Items from a dataset:
▽
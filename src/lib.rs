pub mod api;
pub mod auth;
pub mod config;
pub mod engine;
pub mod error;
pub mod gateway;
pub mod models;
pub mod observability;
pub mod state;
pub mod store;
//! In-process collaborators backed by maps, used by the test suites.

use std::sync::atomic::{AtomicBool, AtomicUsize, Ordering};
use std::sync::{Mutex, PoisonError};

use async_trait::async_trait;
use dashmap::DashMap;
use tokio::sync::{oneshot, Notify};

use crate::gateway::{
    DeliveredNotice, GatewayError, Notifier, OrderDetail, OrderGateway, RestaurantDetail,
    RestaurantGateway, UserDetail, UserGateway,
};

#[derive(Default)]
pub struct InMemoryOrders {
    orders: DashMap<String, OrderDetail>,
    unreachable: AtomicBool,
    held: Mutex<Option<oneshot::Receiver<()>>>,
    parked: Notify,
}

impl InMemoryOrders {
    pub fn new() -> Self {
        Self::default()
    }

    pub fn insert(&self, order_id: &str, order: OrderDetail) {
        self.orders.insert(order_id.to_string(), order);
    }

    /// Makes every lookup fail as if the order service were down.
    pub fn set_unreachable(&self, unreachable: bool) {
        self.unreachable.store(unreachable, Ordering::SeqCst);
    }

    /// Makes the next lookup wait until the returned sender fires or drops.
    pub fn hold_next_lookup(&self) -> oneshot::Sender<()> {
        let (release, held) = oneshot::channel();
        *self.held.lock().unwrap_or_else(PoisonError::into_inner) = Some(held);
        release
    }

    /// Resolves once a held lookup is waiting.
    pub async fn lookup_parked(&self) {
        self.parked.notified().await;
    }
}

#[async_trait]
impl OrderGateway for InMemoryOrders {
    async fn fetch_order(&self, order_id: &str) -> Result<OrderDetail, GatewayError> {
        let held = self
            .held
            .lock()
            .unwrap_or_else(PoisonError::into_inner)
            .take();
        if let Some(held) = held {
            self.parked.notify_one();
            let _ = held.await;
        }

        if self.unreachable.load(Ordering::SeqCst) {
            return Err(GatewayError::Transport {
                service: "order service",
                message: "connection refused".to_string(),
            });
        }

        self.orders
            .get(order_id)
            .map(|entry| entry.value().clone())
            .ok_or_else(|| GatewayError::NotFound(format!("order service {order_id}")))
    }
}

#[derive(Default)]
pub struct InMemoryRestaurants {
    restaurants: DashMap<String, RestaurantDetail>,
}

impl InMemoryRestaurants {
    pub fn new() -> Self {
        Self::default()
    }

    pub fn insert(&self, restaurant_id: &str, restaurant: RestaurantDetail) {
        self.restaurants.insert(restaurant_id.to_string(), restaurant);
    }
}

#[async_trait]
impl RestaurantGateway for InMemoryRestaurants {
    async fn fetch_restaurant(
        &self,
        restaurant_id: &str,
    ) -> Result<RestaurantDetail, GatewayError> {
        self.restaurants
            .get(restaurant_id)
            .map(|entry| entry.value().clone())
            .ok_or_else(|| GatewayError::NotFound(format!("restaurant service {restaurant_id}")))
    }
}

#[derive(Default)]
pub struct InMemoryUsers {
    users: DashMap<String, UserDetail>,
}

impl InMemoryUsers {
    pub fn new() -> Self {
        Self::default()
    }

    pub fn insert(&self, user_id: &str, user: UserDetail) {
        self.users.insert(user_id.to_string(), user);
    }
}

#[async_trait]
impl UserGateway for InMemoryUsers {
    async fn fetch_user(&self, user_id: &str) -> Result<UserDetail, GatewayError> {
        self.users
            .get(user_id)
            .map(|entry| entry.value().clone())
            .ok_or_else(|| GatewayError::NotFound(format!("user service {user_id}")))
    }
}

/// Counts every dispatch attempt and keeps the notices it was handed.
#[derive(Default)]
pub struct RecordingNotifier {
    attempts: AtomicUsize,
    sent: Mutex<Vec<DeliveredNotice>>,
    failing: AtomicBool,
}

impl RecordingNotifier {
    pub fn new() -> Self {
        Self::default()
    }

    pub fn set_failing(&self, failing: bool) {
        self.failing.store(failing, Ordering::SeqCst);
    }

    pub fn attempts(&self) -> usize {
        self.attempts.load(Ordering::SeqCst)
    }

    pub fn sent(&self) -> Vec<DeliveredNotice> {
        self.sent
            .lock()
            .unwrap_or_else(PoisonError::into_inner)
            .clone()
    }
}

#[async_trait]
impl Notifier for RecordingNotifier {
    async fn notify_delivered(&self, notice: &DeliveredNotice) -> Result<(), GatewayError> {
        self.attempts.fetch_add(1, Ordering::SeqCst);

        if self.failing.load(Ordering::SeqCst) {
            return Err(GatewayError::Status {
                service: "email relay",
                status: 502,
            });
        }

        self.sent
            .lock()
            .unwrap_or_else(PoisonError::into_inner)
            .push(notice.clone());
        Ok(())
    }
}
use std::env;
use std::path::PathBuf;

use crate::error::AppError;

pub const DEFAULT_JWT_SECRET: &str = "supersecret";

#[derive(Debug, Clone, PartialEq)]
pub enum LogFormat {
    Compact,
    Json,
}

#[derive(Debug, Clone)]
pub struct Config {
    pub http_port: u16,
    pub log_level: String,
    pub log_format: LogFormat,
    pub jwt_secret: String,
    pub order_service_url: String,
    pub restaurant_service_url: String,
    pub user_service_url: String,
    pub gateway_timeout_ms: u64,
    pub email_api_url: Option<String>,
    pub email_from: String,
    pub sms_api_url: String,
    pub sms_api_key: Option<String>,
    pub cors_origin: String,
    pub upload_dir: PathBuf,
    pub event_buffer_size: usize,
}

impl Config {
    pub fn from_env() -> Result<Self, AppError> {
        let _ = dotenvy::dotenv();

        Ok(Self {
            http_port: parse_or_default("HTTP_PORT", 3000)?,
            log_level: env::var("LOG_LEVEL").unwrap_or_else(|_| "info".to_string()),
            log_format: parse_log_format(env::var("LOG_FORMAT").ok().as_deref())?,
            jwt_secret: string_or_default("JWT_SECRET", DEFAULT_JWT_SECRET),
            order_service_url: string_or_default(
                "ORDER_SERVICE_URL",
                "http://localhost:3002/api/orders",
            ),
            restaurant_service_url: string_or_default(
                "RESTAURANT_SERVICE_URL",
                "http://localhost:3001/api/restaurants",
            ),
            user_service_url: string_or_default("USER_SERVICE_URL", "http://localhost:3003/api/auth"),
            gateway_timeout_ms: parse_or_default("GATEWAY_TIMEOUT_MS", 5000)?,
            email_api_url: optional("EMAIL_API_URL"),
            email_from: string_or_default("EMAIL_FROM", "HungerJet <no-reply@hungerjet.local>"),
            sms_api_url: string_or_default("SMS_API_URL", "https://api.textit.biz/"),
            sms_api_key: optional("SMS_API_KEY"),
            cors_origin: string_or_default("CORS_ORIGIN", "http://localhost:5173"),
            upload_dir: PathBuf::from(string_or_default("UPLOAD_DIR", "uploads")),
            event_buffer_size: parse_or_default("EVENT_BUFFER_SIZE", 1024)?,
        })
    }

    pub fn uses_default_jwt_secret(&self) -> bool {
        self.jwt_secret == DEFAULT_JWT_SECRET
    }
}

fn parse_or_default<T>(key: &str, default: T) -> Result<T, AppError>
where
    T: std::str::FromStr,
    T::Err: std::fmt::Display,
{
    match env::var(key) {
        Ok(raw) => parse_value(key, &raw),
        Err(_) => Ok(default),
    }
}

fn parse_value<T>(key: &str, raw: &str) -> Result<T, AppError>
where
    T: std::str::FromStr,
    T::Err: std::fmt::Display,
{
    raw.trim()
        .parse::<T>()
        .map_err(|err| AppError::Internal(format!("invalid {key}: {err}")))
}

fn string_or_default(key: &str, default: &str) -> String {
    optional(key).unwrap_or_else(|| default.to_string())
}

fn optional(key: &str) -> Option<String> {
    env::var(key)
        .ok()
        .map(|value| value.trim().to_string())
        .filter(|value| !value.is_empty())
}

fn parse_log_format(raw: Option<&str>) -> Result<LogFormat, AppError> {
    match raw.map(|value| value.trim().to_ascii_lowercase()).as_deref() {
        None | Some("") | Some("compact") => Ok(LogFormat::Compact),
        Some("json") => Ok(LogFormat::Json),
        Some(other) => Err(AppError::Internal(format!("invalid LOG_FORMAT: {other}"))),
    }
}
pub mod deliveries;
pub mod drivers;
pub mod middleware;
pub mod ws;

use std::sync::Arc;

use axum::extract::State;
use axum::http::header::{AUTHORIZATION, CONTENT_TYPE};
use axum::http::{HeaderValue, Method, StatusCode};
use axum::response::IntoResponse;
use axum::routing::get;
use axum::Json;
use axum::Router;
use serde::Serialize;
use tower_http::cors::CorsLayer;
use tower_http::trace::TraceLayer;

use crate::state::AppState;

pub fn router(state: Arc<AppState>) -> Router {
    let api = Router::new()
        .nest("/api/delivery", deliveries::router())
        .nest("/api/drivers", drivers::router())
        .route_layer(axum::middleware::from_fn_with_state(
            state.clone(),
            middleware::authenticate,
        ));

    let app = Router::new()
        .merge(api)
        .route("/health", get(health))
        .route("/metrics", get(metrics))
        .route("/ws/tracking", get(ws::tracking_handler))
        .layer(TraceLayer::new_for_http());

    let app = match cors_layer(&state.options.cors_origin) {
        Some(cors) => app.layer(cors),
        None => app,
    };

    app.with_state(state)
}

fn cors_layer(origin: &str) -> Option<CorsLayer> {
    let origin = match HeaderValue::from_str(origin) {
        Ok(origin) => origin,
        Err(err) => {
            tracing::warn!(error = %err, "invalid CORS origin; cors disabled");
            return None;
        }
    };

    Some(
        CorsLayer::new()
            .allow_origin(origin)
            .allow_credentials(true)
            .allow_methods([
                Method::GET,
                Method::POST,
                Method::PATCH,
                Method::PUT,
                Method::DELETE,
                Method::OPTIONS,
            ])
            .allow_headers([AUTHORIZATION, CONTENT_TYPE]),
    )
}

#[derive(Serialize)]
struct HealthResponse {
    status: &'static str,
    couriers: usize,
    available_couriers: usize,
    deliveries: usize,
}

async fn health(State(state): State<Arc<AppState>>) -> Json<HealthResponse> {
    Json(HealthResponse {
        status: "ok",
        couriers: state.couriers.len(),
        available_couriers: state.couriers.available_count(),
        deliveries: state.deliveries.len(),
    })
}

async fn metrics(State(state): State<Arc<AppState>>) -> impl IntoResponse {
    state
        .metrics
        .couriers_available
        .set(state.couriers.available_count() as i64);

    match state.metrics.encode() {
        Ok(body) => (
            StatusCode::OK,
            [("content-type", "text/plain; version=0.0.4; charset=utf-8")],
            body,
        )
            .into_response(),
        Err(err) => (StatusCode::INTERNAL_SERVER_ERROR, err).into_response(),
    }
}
△
*Assigned task*
A line qualifies when it holds the word "AppError"; report all qualifying lines from the records above.

*Exercise answer*
use crate::error::AppError;
    pub fn from_env() -> Result<Self, AppError> {
fn parse_or_default<T>(key: &str, default: T) -> Result<T, AppError>
fn parse_value<T>(key: &str, raw: &str) -> Result<T, AppError>
        .map_err(|err| AppError::Internal(format!("invalid {key}: {err}")))
fn parse_log_format(raw: Option<&str>) -> Result<LogFormat, AppError> {
        Some(other) => Err(AppError::Internal(format!("invalid LOG_FORMAT: {other}"))),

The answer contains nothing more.